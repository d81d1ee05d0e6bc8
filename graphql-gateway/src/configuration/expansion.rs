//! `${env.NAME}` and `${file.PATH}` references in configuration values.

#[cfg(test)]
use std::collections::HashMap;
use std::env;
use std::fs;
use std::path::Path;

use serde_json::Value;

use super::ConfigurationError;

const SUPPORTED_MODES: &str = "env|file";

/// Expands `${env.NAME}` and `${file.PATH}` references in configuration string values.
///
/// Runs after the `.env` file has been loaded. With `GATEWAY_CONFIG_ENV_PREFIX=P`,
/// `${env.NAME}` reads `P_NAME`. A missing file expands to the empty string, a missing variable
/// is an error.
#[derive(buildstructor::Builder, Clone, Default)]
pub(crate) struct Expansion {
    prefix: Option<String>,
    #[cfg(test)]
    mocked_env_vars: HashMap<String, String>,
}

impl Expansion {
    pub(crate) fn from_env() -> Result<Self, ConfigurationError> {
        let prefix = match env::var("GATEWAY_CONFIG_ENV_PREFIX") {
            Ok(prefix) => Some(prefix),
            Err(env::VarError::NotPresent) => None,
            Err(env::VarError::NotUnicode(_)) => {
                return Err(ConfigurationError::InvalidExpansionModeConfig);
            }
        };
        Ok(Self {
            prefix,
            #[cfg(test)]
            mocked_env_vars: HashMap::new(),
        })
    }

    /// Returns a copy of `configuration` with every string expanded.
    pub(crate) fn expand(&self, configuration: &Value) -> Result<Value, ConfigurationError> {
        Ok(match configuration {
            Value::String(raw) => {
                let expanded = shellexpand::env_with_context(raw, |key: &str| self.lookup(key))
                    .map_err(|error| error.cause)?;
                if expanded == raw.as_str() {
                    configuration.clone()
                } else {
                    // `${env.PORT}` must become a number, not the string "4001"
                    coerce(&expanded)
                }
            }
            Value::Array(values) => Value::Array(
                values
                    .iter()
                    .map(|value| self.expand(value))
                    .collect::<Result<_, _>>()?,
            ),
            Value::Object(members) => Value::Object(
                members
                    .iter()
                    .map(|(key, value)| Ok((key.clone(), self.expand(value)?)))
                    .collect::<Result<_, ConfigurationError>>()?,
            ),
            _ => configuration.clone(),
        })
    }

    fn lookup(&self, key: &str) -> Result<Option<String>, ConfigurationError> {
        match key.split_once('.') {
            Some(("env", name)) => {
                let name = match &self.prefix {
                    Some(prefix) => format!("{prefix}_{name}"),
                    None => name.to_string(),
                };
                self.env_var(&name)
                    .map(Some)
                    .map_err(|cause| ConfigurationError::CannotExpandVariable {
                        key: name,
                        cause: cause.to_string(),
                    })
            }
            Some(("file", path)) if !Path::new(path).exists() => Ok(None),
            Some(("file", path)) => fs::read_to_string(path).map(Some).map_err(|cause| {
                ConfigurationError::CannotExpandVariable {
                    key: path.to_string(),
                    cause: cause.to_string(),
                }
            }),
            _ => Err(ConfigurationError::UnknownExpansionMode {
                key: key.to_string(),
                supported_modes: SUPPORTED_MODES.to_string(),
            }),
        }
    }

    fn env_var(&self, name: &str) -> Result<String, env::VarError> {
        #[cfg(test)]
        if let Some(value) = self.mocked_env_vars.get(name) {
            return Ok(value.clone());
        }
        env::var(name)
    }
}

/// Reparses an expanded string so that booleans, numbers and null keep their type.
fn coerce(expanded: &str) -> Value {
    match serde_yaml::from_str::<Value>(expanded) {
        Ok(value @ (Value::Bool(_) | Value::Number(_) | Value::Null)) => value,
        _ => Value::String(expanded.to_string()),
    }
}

→ ABOUT THIS TASK
Read the material above and copy out each line holding "coerce".

→ OUTPUT FOR THIS TASK
                    coerce(&expanded)
fn coerce(expanded: &str) -> Value {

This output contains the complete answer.